30. In such context, the DRC considered that the Club did not dispute that the outstanding amounts were due, but merely argued that it made an additional payment to the Player which should have been deducted from the amount as claimed and that the Club was in negotiations with the Player in order to find an amicable settlement.
31. In this regard, the Chamber observed that while the Player acknowledged receipt of the Club’s partial payment of EUR 40,000 (which should therefore be taken into account in the amount to be awarded to the Player), he denied being involved in settlement discussions with the Club; moreover, the Club did not provide any justification for not having complied with the financial terms of the Employment Contract.
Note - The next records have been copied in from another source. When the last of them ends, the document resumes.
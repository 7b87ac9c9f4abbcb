//! # RPC Echo Server
//!
//! Thin wrapper binary exposing `echo` and `ping` on the configured queue.
//!
//! ## Usage
//!
//! ```bash
//! # Run with default configuration (localhost:5672, rpc_queue)
//! cargo run --bin rpc-echo-server
//!
//! # Override through the environment
//! RPC__ADDRESS=rabbit:5672 RPC__OPTIONS__LOG_MESSAGES=true cargo run --bin rpc-echo-server
//! ```

use chrono::Utc;
use serde_json::json;
use tokio::signal;
use tracing::{error, info};

use queue_rpc::config::RpcConfig;
use queue_rpc::logging;
use queue_rpc::server::{create_rpc_server, handler_fn};

#[tokio::main]
async fn main() -> Result<(), Box<dyn std::error::Error>> {
    // Initialize logging first
    logging::init_structured_logging();

    info!("🚀 Starting RPC Echo Server...");
    info!("   Version: {}", env!("CARGO_PKG_VERSION"));

    let config = RpcConfig::load()?;
    info!("   Queue: {}", config.queue_name);
    info!("   Prefetch: {}", config.prefetch_count);

    let server = create_rpc_server(&config)
        .await
        .map_err(|e| format!("Failed to connect RPC server: {e}"))?;

    server.set_handler("echo", handler_fn(|data| async move { Ok(Some(data)) }))?;
    server.set_handler(
        "ping",
        handler_fn(|_| async move {
            Ok(Some(json!({
                "pong": true,
                "at": Utc::now().to_rfc3339(),
            })))
        }),
    )?;
    server.start().await?;

    info!("🎉 RPC Echo Server started successfully!");
    info!("   Press Ctrl+C to shutdown gracefully");

    shutdown_signal().await;

    info!("🛑 Shutdown signal received, initiating graceful shutdown...");
    if let Err(e) = server.shutdown().await {
        error!("Failed to stop dispatcher cleanly: {}", e);
    } else {
        info!("✅ Dispatcher stopped");
    }

    let stats = server.get_stats();
    info!(
        received = stats.get_received(),
        acked = stats.get_acked(),
        rejected = stats.get_rejected(),
        "👋 RPC Echo Server shutdown complete"
    );

    Ok(())
}

/// Wait for shutdown signal (Ctrl+C or SIGTERM)
async fn shutdown_signal() {
    let ctrl_c = async {
        if let Err(e) = signal::ctrl_c().await {
            error!("Failed to listen for Ctrl+C: {}", e);
            std::future::pending::<()>().await;
        }
    };

    #[cfg(unix)]
    let terminate = async {
        match signal::unix::signal(signal::unix::SignalKind::terminate()) {
            Ok(mut stream) => {
                stream.recv().await;
            }
            Err(e) => {
                error!("Failed to install SIGTERM handler: {}", e);
                std::future::pending::<()>().await;
            }
        }
    };

    #[cfg(not(unix))]
    let terminate = std::future::pending::<()>();

    tokio::select! {
        _ = ctrl_c => {
            info!("Received Ctrl+C");
        },
        _ = terminate => {
            info!("Received SIGTERM");
        },
    }
}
32. Consequently, the Club was held liable to pay the Player the outstanding amounts deriving from the Employment Contract, less EUR 40,000, the receipt of which was confirmed by the Player.
33. The following items was considered in the final calculation:
- EUR 77,000 as residual promotion bonus, payable on 8 June 2021;
- EUR 50,000 as remuneration due on 15 August 2021;
- EUR 180,000 corresponding to 6 monthly instalments of EUR 30,000 each, respectively due at the end of each month in the period from 30 August 2021 until 31 January 2022,
- Interest at 5% rate p.a. on the relevant amounts from the respective due dates,
- TL 308,608.79 corresponding to income tax due by the Club in accordance with Article 6 of the Employment Contract.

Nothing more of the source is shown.